CDC Director Rochelle Walensky Resigns After Disastrous Tenure That Leaves Public Trust in Shambles

Director of the CDC Rochelle Walensky is resigning at the end of the month, citing the end of the COVID-19 epidemic in her resignation letter released on Friday.

“I have never been prouder of anything I have done in my professional career,” Walensky, 54, wrote to President Biden, informing him that her last day will be June 30.

She said she had “mixed feelings” about stepping down, but that the end of emergency declarations related to pandemics seemed like a good time to do so.

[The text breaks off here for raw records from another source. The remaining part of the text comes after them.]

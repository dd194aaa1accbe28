use crate::pac;
use crate::transport::Transport;
use paste::paste;

pub trait UartPeripheral {
    fn base(&self) -> usize;
    fn number(&self) -> u8;
    fn variant(&self) -> Variant;
}

/// Register model of a UART instance.
#[derive(Debug, Clone, Copy, PartialEq, Eq)]
pub enum Variant {
    /// Board SCI channel: transmit through `TDR`, receive ready in `FRSR.DR`.
    Sci,
    /// Plain PL011: `DR` both ways, receive ready while `FR.RXFE` is clear.
    Pl011,
}

impl Variant {
    pub(crate) fn tx_offset(self) -> usize {
        match self {
            Variant::Sci => pac::UART_TDR,
            Variant::Pl011 => pac::UART_DR,
        }
    }
}

//-------------------------------------------------------------------
// Create the UART peripherals

macro_rules! impl_uart {
    ($n:expr) => {
        paste! {
            impl_uart!([<UART $n>], [<UART $n _TAKEN>], $n, pac::[<UART $n _BASE>], Variant::Sci);
        }
    };

    // E.g. impl_uart!(UART0, UART0_TAKEN, 0, pac::UART0_BASE, Variant::Sci);
    ($UART:ident, $UART_TAKEN:ident, $num:expr, $base:expr, $variant:expr) => {
        pub struct $UART {
            _private: (),
        }
        static mut $UART_TAKEN: bool = false;

        impl crate::Peripheral for $UART {
            fn take() -> Option<Self> {
                critical_section::with(|_| unsafe {
                    if $UART_TAKEN {
                        None
                    } else {
                        $UART_TAKEN = true;
                        Some(Self { _private: () })
                    }
                })
            }

            unsafe fn steal() -> Self {
                Self { _private: () }
            }
        }

        impl UartPeripheral for $UART {
            fn base(&self) -> usize {
                $base
            }

            fn number(&self) -> u8 {
                $num
            }

            fn variant(&self) -> Variant {
                $variant
            }
        }
    };
}

macro_rules! impl_uarts {
    ($($n:expr),*) => {
        $(impl_uart!($n);)*
    };
}

// Generates UART0 (SCI0) and UART1 (SCI1)
impl_uarts!(0, 1);

// UART0 of the generic Cortex-R52 platform
impl_uart!(PL011, PL011_TAKEN, 0, pac::PLATFORM_UART_BASE, Variant::Pl011);

//-------------------------------------------------------------------
// Configs

/// Renode does not model line timing, so the divisor defaults to the
/// placeholder `1.0`.
#[derive(Debug, Clone, Copy, PartialEq)]
pub struct UartConfig {
    pub baud_divisor: BaudDivisor,
    pub data_bits: DataBits,
    pub fifo: bool,
}

impl Default for UartConfig {
    fn default() -> Self {
        Self {
            baud_divisor: BaudDivisor {
                integer: 1,
                fractional: 0,
            },
            data_bits: DataBits::Data8,
            fifo: true,
        }
    }
}

#[derive(Debug, Clone, Copy, PartialEq)]
pub struct BaudDivisor {
    pub integer: u16,
    /// In 64ths.
    pub fractional: u8,
}

impl BaudDivisor {
    /// Divisor for `baud` from a UART reference clock of `clock_hz`.
    ///
    /// `None` if `baud` is zero or the divisor does not fit the registers.
    pub fn from_baud(clock_hz: u32, baud: u32) -> Option<Self> {
        if baud == 0 {
            return None;
        }
        // divisor = clock / (16 * baud), fraction rounded to 1/64
        let scaled = (clock_hz as u64 * 4 + baud as u64 / 2) / baud as u64;
        let integer = u16::try_from(scaled >> 6).ok()?;
        if integer == 0 {
            return None;
        }
        Some(Self {
            integer,
            fractional: (scaled & 0x3F) as u8,
        })
    }
}

#[derive(Debug, Clone, Copy, PartialEq)]
pub enum DataBits {
    Data5,
    Data6,
    Data7,
    Data8,
}

impl DataBits {
    pub fn value(&self) -> u32 {
        match self {
            DataBits::Data5 => pac::LCRH_WLEN_5,
            DataBits::Data6 => pac::LCRH_WLEN_6,
            DataBits::Data7 => pac::LCRH_WLEN_7,
            DataBits::Data8 => pac::LCRH_WLEN_8,
        }
    }
}

impl UartConfig {
    fn line_control(&self) -> u32 {
        let fifo = if self.fifo { pac::LCRH_FEN } else { 0 };
        self.data_bits.value() | fifo
    }
}

//-------------------------------------------------------------------
/// A polled UART. Every operation spins on the status flags.
pub struct Uart<T: UartPeripheral> {
    peripheral: T,
}

impl<T: UartPeripheral> Uart<T> {
    pub fn new(peripheral: T, config: UartConfig) -> Self {
        critical_section::with(|_| {
            let mut uart = Uart { peripheral };
            uart.set_config(&config);
            uart
        })
    }

    /// Disables the UART, programs `config` and re-enables transmit and
    /// receive.
    pub fn set_config(&mut self, config: &UartConfig) {
        let base = self.peripheral.base();
        unsafe {
            pac::write32(base + pac::UART_CR, 0);
            pac::write32(base + pac::UART_IBRD, config.baud_divisor.integer as u32);
            pac::write32(base + pac::UART_FBRD, config.baud_divisor.fractional as u32);
            pac::write32(base + pac::UART_LCRH, config.line_control());
            pac::write32(
                base + pac::UART_CR,
                pac::CR_UARTEN | pac::CR_TXE | pac::CR_RXE,
            );
        }
    }

    pub fn number(&self) -> u8 {
        self.peripheral.number()
    }

    pub fn variant(&self) -> Variant {
        self.peripheral.variant()
    }

    pub(crate) fn base(&self) -> usize {
        self.peripheral.base()
    }

    /// Address of the transmit data register.
    pub(crate) fn tx_addr(&self) -> usize {
        self.base() + self.variant().tx_offset()
    }

    pub fn tx_full(&self) -> bool {
        unsafe { pac::read32(self.base() + pac::UART_FR) & pac::FR_TXFF != 0 }
    }

    pub fn rx_ready(&self) -> bool {
        let base = self.base();
        match self.variant() {
            Variant::Sci => unsafe { pac::read32(base + pac::UART_FRSR) & pac::FRSR_DR != 0 },
            Variant::Pl011 => unsafe { pac::read32(base + pac::UART_FR) & pac::FR_RXFE == 0 },
        }
    }

    pub fn write_byte(&mut self, byte: u8) {
        write_byte_raw(self.base(), self.tx_addr(), byte);
    }

    pub fn read_byte(&mut self) -> Option<u8> {
        if !self.rx_ready() {
            return None;
        }
        Some(unsafe { pac::read32(self.base() + pac::UART_DR) as u8 })
    }
}

/// Spins until the transmit FIFO of the UART at `base` has room, then writes
/// `byte` to `tx_addr`.
pub(crate) fn write_byte_raw(base: usize, tx_addr: usize, byte: u8) {
    unsafe {
        while pac::read32(base + pac::UART_FR) & pac::FR_TXFF != 0 {
            core::hint::spin_loop();
        }
        pac::write32(tx_addr, byte as u32);
    }
}

impl<T: UartPeripheral> Transport for Uart<T> {
    fn send_byte(&mut self, byte: u8) {
        self.write_byte(byte);
    }

    fn try_receive_byte(&mut self) -> Option<u8> {
        self.read_byte()
    }
}

//-------------------------------------------------------------------
// embedded-io

#[derive(Debug)]
pub enum Error {}

impl embedded_io::Error for Error {
    fn kind(&self) -> embedded_io::ErrorKind {
        embedded_io::ErrorKind::Other
    }
}

impl<T: UartPeripheral> embedded_io::ErrorType for Uart<T> {
    type Error = Error;
}

impl<T: UartPeripheral> embedded_io::Write for Uart<T> {
    fn write(&mut self, buf: &[u8]) -> Result<usize, Error> {
        Ok(self.send_bytes(buf))
    }

    fn flush(&mut self) -> Result<(), Error> {
        Ok(())
    }
}

impl<T: UartPeripheral> embedded_io::WriteReady for Uart<T> {
    fn write_ready(&mut self) -> Result<bool, Error> {
        Ok(!self.tx_full())
    }
}

impl<T: UartPeripheral> embedded_io::Read for Uart<T> {
    /// Spins for the first byte, then takes whatever else is already pending.
    fn read(&mut self, buf: &mut [u8]) -> Result<usize, Error> {
        if buf.is_empty() {
            return Ok(0);
        }
        buf[0] = self.receive_byte();
        let mut n = 1;
        while n < buf.len() {
            match self.read_byte() {
                Some(byte) => {
                    buf[n] = byte;
                    n += 1;
                }
                None => break,
            }
        }
        Ok(n)
    }
}

impl<T: UartPeripheral> embedded_io::ReadReady for Uart<T> {
    fn read_ready(&mut self) -> Result<bool, Error> {
        Ok(self.rx_ready())
    }
}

The former infectious diseases expert from Harvard Medical School, who had no prior experience leading a government health body, has not been replaced with an interim director yet.

When it came to the Biden administration’s COVID reaction, including topics like school reopening, vaccine requirements, and mask demands, CDC Director Walensky came under fire.

Through documents obtained exclusively by The Post from government watchdog Americans for Public Trust, we now know that Walensky’s CDC allowed the American Federation of Teachers to suggest language for guidelines that kept schools closed for in-person learning months after studies showed children were at low risk of transmitting the virus in classes.

Former CDC Director Robert Redfield, who resigned months before Walensky took over, said that kids may safely return to classroom instruction.

“I think it’s really important to get our schools open,” he told ABC’s “Good Morning America” in July 2020.

Also in 2021, Walensky was one of numerous Biden administration officials who erroneously stated that those who had received the COVID vaccination were immune to the virus.

Days later, the CDC director recanted, saying that “the evidence isn’t clear” and that she had been “speaking broadly.”

In the same year, the agency abandoned mask requirements, only to reinstate them a few months later.

In August of last year, Walensky admitted that she had made some “mistakes” during her time in office.

“For 75 years, CDC and public health have been preparing for COVID-19, and in our big moment, our performance did not reliably meet expectations,” she said in a statement.

The United States and the World Health Organization have both removed the COVID-19 pandemic from their lists of international health emergencies.

The number of deaths in the United States caused by the virus has dropped to its lowest point since the epidemic began.

White House chief of staff Jeff Zients said of Walensky in a statement: “Her creativity, skill and expertise, and pure grit were essential to our effective response and a historic recovery that made life better for Americans across the country.”